Variable relevance validation

5.1 Introduction

Choosing the most relevant variables with the same or better performance results is the purpose of a feature or variable selection process [56, 143]. The feature selection reduces the time and mem-ory requirements to handle large datasets [105]. Having fewer variables involved in a classification task also increases the interpretability of classification results [130]. The SVM algorithm uses the dot–product of each pair of training examples to build a model in a higher dimensional space.

For this reason, the performance of the SVM is not really affected by the number of variables defining the dataset. Kohavi and John also points out that the question of which variables to use in a particular classification problem is not of much interest from the theoretical standpoint [86].

However, from a practical viewpoint, performing a variable selection with SVMs presents interest with respect to computational efficiency and interpretability.

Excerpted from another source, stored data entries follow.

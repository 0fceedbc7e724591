/// Defines the builder of `Id3`.
pub mod builder;
/// Defines the ID3 learner.
pub mod tree;
/// Defines the classifier produced by `Id3`.
pub mod classifier;

/// Defines the inner representation of `Id3Classifier`.
mod node;


pub use builder::Id3Builder;
pub use tree::Id3;
pub use classifier::Id3Classifier;
pub use node::{Node, Branch};
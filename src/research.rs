//! This directory provides tools for evaluating ID3 trees.
//! - k-fold cross validation, run fold-parallel
//! - Reports of per-fold errors and their mean

/// Provides the fold generator and k-fold validation.
pub mod cross_validation;

/// Defines the report and its sinks.
pub mod report;


pub use cross_validation::{CrossValidation, k_fold_validate};
pub use report::{
    CrossValidationReport,
    FoldResult,
    ReportSink,
    FileReport,
};
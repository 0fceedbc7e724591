//! Choosing among tied maxima.
//!
//! ID3 breaks ties uniformly at random when selecting an attribute,
//! a numeric threshold, a majority label, or the value that absorbs
//! missing entries. The source of that choice is pluggable so that
//! tests can use a seeded generator or a deterministic policy.

use rand::prelude::*;

use std::fmt;

use crate::constants::DEFAULT_SEED;


/// A source of choices among `n` tied candidates.
pub trait TieBreak {
    /// Returns an index in `0..n_tied`. `n_tied` is positive.
    fn choose(&mut self, n_tied: usize) -> usize;
}


/// Returns the candidate chosen by `tie`, or `None` if `candidates` is empty.
#[inline]
pub fn pick<'a, T, B>(tie: &mut B, candidates: &'a [T]) -> Option<&'a T>
    where B: TieBreak + ?Sized
{
    match candidates.len() {
        0 => None,
        1 => Some(&candidates[0]),
        n => candidates.get(tie.choose(n)),
    }
}


/// Uniformly random choice driven by a seeded `StdRng`.
pub struct RandomTie {
    rng: StdRng,
}


impl RandomTie {
    /// Construct a new instance with the given seed.
    #[inline]
    pub fn seed(seed: u64) -> Self {
        Self { rng: StdRng::seed_from_u64(seed) }
    }


    /// Construct a new instance seeded by the operating system.
    #[inline]
    pub fn from_entropy() -> Self {
        Self { rng: StdRng::from_entropy() }
    }
}


impl TieBreak for RandomTie {
    #[inline]
    fn choose(&mut self, n_tied: usize) -> usize {
        self.rng.gen_range(0..n_tied)
    }
}


/// Always picks the first candidate.
/// Candidates are listed in first-seen order,
/// so this policy is fully deterministic.
#[derive(Debug, Clone, Copy, Default)]
pub struct FirstTie;


impl TieBreak for FirstTie {
    #[inline]
    fn choose(&mut self, _n_tied: usize) -> usize {
        0
    }
}


/// The tie breaking policy given to the builders.
/// Each call to `Id3::fit` instantiates a fresh [`TieBreak`]
/// from this policy, so fitting twice with the same seed
/// grows the same tree.
#[derive(Debug, Clone, Copy, PartialEq, Eq)]
pub enum TieBreakPolicy {
    /// `RandomTie` seeded with the given value.
    Seeded(u64),
    /// `RandomTie` seeded by the operating system.
    Entropy,
    /// `FirstTie`.
    First,
}


impl Default for TieBreakPolicy {
    fn default() -> Self {
        Self::Seeded(DEFAULT_SEED)
    }
}


impl TieBreakPolicy {
    /// Instantiate the tie breaker.
    pub fn tie_breaker(&self) -> Box<dyn TieBreak + Send> {
        match self {
            Self::Seeded(seed) => Box::new(RandomTie::seed(*seed)),
            Self::Entropy => Box::new(RandomTie::from_entropy()),
            Self::First => Box::new(FirstTie),
        }
    }


    /// Returns the policy used for the `k`th fold of cross validation.
    /// Seeded policies get a distinct seed per fold.
    pub fn for_fold(&self, k: usize) -> Self {
        match self {
            Self::Seeded(seed) => Self::Seeded(seed.wrapping_add(k as u64)),
            other => *other,
        }
    }
}


impl fmt::Display for TieBreakPolicy {
    fn fmt(&self, f: &mut fmt::Formatter<'_>) -> fmt::Result {
        match self {
            Self::Seeded(seed) => write!(f, "Random (seed: {seed})"),
            Self::Entropy => write!(f, "Random (OS entropy)"),
            Self::First => write!(f, "First candidate"),
        }
    }
}
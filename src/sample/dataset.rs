use polars::prelude::*;
use rand::prelude::*;

use std::fmt;
use std::ops::Index;
use std::collections::HashSet;

use super::{
    record::Record,
    value::Value,
};
use crate::error::{Id3Error, Result};


/// The type of an attribute.
#[derive(Debug, Clone, Copy, PartialEq, Eq)]
pub enum AttributeKind {
    /// Categorical attribute.
    Nominal,
    /// Continuous attribute.
    Numeric,
}


impl fmt::Display for AttributeKind {
    fn fmt(&self, f: &mut fmt::Formatter<'_>) -> fmt::Result {
        let kind = match self {
            Self::Nominal => "nominal",
            Self::Numeric => "numeric",
        };
        write!(f, "{kind}")
    }
}


/// A declared attribute of a [`Dataset`].
#[derive(Debug, Clone, PartialEq, Eq)]
pub struct Attribute {
    /// Attribute name.
    pub name: String,
    /// Attribute type.
    pub kind: AttributeKind,
}


impl Attribute {
    /// Construct a new attribute.
    #[inline]
    pub fn new<S: Into<String>>(name: S, kind: AttributeKind) -> Self {
        Self { name: name.into(), kind }
    }
}


/// An ordered sequence of [`Record`]s sharing one schema.
/// Every record holds a value (possibly the missing sentinel)
/// for every declared attribute, and nothing else.
#[derive(Debug, Clone, Default, PartialEq)]
pub struct Dataset {
    attributes: Vec<Attribute>,
    records: Vec<Record>,
}


impl Dataset {
    /// Construct an empty dataset with the given schema.
    #[inline]
    pub fn new(attributes: Vec<Attribute>) -> Self {
        Self { attributes, records: Vec::new() }
    }


    /// Construct a dataset from literal records.
    /// The schema is the attribute list of the first record.
    /// An attribute is numeric if every non-missing value is numeric
    /// and at least one value is numeric.
    pub fn from_records(records: Vec<Record>) -> Result<Self> {
        let Some(first) = records.first() else {
            return Ok(Self::default());
        };
        let attributes = first.names()
            .map(|name| {
                let mut n_numeric = 0_usize;
                let mut all_numeric = true;
                for record in records.iter() {
                    match record.get(name) {
                        Some(Value::Numeric(_)) => { n_numeric += 1; },
                        Some(v) if v.is_missing() => {},
                        _ => { all_numeric = false; },
                    }
                }
                let kind = if all_numeric && n_numeric > 0 {
                    AttributeKind::Numeric
                } else {
                    AttributeKind::Nominal
                };
                Attribute::new(name, kind)
            })
            .collect::<Vec<_>>();

        Self::with_schema(attributes, records)
    }


    /// Construct a dataset from a schema and records.
    /// Returns `Id3Error::SchemaMismatch` if a record
    /// does not carry exactly the declared attributes.
    pub fn with_schema(attributes: Vec<Attribute>, records: Vec<Record>)
        -> Result<Self>
    {
        let mut dataset = Self::new(attributes);
        dataset.records.reserve(records.len());
        for record in records {
            dataset.push(record)?;
        }
        Ok(dataset)
    }


    /// Convert a `polars::DataFrame` into `Dataset`.
    /// Numeric columns become numeric attributes,
    /// every other column is cast to strings.
    /// Null entries become the missing sentinel.
    pub fn from_dataframe(data: &DataFrame) -> Result<Self> {
        let n_sample = data.height();
        let mut attributes = Vec::with_capacity(data.width());
        let mut columns = Vec::with_capacity(data.width());

        for series in data.get_columns() {
            let name = series.name().to_string();
            if series.dtype().is_numeric() {
                let series = series.cast(&DataType::Float64)?;
                let column = series.f64()?
                    .into_iter()
                    .map(|x| x.map(Value::Numeric).unwrap_or_else(Value::missing))
                    .collect::<Vec<_>>();
                attributes.push(Attribute::new(name, AttributeKind::Numeric));
                columns.push(column);
            } else {
                let series = series.cast(&DataType::Utf8)?;
                let column = series.utf8()?
                    .into_iter()
                    .map(|s| s.map(Value::from).unwrap_or_else(Value::missing))
                    .collect::<Vec<_>>();
                attributes.push(Attribute::new(name, AttributeKind::Nominal));
                columns.push(column);
            }
        }

        let records = (0..n_sample)
            .map(|i| {
                attributes.iter()
                    .zip(columns.iter())
                    .map(|(attr, column)| (attr.name.clone(), column[i].clone()))
                    .collect::<Record>()
            })
            .collect::<Vec<_>>();

        Ok(Self { attributes, records })
    }


    /// Append a record.
    pub fn push(&mut self, record: Record) -> Result<()> {
        let row = self.records.len();
        if record.len() != self.attributes.len() {
            let reason = format!(
                "expected {} attributes, got {}",
                self.attributes.len(),
                record.len(),
            );
            return Err(Id3Error::SchemaMismatch { row, reason });
        }
        if let Some(attr) = self.attributes.iter()
            .find(|attr| record.get(&attr.name).is_none())
        {
            let reason = format!("attribute `{}` is absent", attr.name);
            return Err(Id3Error::SchemaMismatch { row, reason });
        }
        self.records.push(record);
        Ok(())
    }


    /// Returns the pair `(# of records, # of attributes)`.
    #[inline]
    pub fn shape(&self) -> (usize, usize) {
        (self.records.len(), self.attributes.len())
    }


    /// Number of records.
    #[inline]
    pub fn len(&self) -> usize {
        self.records.len()
    }


    /// Returns `true` if there is no record.
    #[inline]
    pub fn is_empty(&self) -> bool {
        self.records.is_empty()
    }


    /// Returns the schema.
    #[inline]
    pub fn attributes(&self) -> &[Attribute] {
        &self.attributes[..]
    }


    /// Returns the attribute names in schema order.
    pub fn attribute_names(&self) -> Vec<&str> {
        self.attributes.iter()
            .map(|attr| attr.name.as_str())
            .collect()
    }


    /// Returns the attribute named `name`.
    pub fn attribute(&self, name: &str) -> Result<&Attribute> {
        self.attributes.iter()
            .find(|attr| attr.name == name)
            .ok_or_else(|| Id3Error::UnknownAttribute(name.to_string()))
    }


    /// Returns a slice of the records.
    #[inline]
    pub fn records(&self) -> &[Record] {
        &self.records[..]
    }


    /// Returns references to all records.
    /// Impurity measures and the tree builder work on such views.
    #[inline]
    pub fn rows(&self) -> Vec<&Record> {
        self.records.iter().collect()
    }


    /// Returns the values of the attribute `name`.
    pub fn column(&self, name: &str) -> Result<Vec<&Value>> {
        self.attribute(name)?;
        self.records.iter()
            .map(|record| record.value(name))
            .collect()
    }


    /// Returns the distinct values of `name` in first-seen order.
    pub fn distinct_values(&self, name: &str) -> Result<Vec<&Value>> {
        let mut seen = HashSet::new();
        let values = self.column(name)?
            .into_iter()
            .filter(|v| seen.insert(*v))
            .collect();
        Ok(values)
    }


    /// Returns a copy of `self` whose column `name` is replaced by `values`.
    /// Used to commit a discretized column into a fresh working copy.
    pub(crate) fn with_column(&self, name: &str, values: Vec<Value>)
        -> Result<Self>
    {
        assert_eq!(values.len(), self.len());
        self.attribute(name)?;
        let mut dataset = self.clone();
        for (record, value) in dataset.records.iter_mut().zip(values) {
            record.set(name, value);
        }
        Ok(dataset)
    }


    /// Shuffle the records with the given seed.
    pub fn shuffle(&mut self, seed: u64) {
        let mut rng = StdRng::seed_from_u64(seed);
        self.records.shuffle(&mut rng);
    }


    /// Returns the records at `indices` as a new dataset.
    pub fn subset(&self, indices: &[usize]) -> Self {
        let records = indices.iter()
            .map(|&i| self.records[i].clone())
            .collect();
        Self { attributes: self.attributes.clone(), records }
    }


    /// Split `self` into `(train, test)` where `test` holds
    /// the records at positions `start..end`.
    pub fn split(&self, start: usize, end: usize) -> (Self, Self) {
        assert!(start <= end && end <= self.len());
        let test = self.records[start..end].to_vec();
        let train = self.records[..start].iter()
            .chain(self.records[end..].iter())
            .cloned()
            .collect();

        let attributes = self.attributes.clone();
        let train = Self { attributes: attributes.clone(), records: train };
        let test = Self { attributes, records: test };
        (train, test)
    }


    /// Shuffle a copy of `self` and split it into `(test, train)`,
    /// where `test` holds the first `⌊ratio · n⌋` records.
    pub fn holdout(&self, ratio: f64, seed: u64) -> (Self, Self) {
        assert!(
            0f64 < ratio && ratio < 1f64,
            "Holdout ratio should be in `(0, 1)`."
        );
        let mut data = self.clone();
        data.shuffle(seed);
        let limit = (data.len() as f64 * ratio) as usize;
        let (train, test) = data.split(0, limit);
        (test, train)
    }
}


impl Index<usize> for Dataset {
    type Output = Record;
    #[inline]
    fn index(&self, row: usize) -> &Self::Output {
        &self.records[row]
    }
}


impl fmt::Display for Dataset {
    fn fmt(&self, f: &mut fmt::Formatter<'_>) -> fmt::Result {
        let (n_sample, n_attribute) = self.shape();
        writeln!(f, "Dataset: {n_sample} records, {n_attribute} attributes")?;
        for attr in self.attributes.iter() {
            writeln!(f, "\t* {} ({})", attr.name, attr.kind)?;
        }
        Ok(())
    }
}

Finding the most relevant subset of variables is a combinatorial problem. To overcome the expen-sive computation of such a problem, heuristics were proposed and one can cite, for example, the heuristic consisting of gradually adding or removing variables in a forward or backward scheme [61].

Such a method was introduced earlier in this thesis using the SVM–RFE. The algorithm gives a ranking of the variables according to their predictive power when combined with other variables but do not indicates which subsets give the best performance. We have chosen theχ² statistical test to select a subset of most relevant variables and evaluated its performance with the FLD algorithm.

In this chapter, we focus on the analysis of the variables of the NI dataset. Two reasons mo-tivated this investigation. On the one hand, the historical evaluation of the NI dataset exhibits a deterioration of the classifier sensitivity. On the other hand, the computational cost gained using the bounds on the generalization error for model selection allows to carry out an evaluation of multiple variable subsets.

The remaining parts of the chapter are organized as follows. The formal definition of the variable selection problem is presented in Section 5.2. A review of different methods for variable selection with the SVM algorithm is introduced in Section 5.3. We focus on the embedded methods as the validation we carry out here mimics their functionality to some extend. The evaluation of the relevance of the NI variable is carried out in Section 5.4.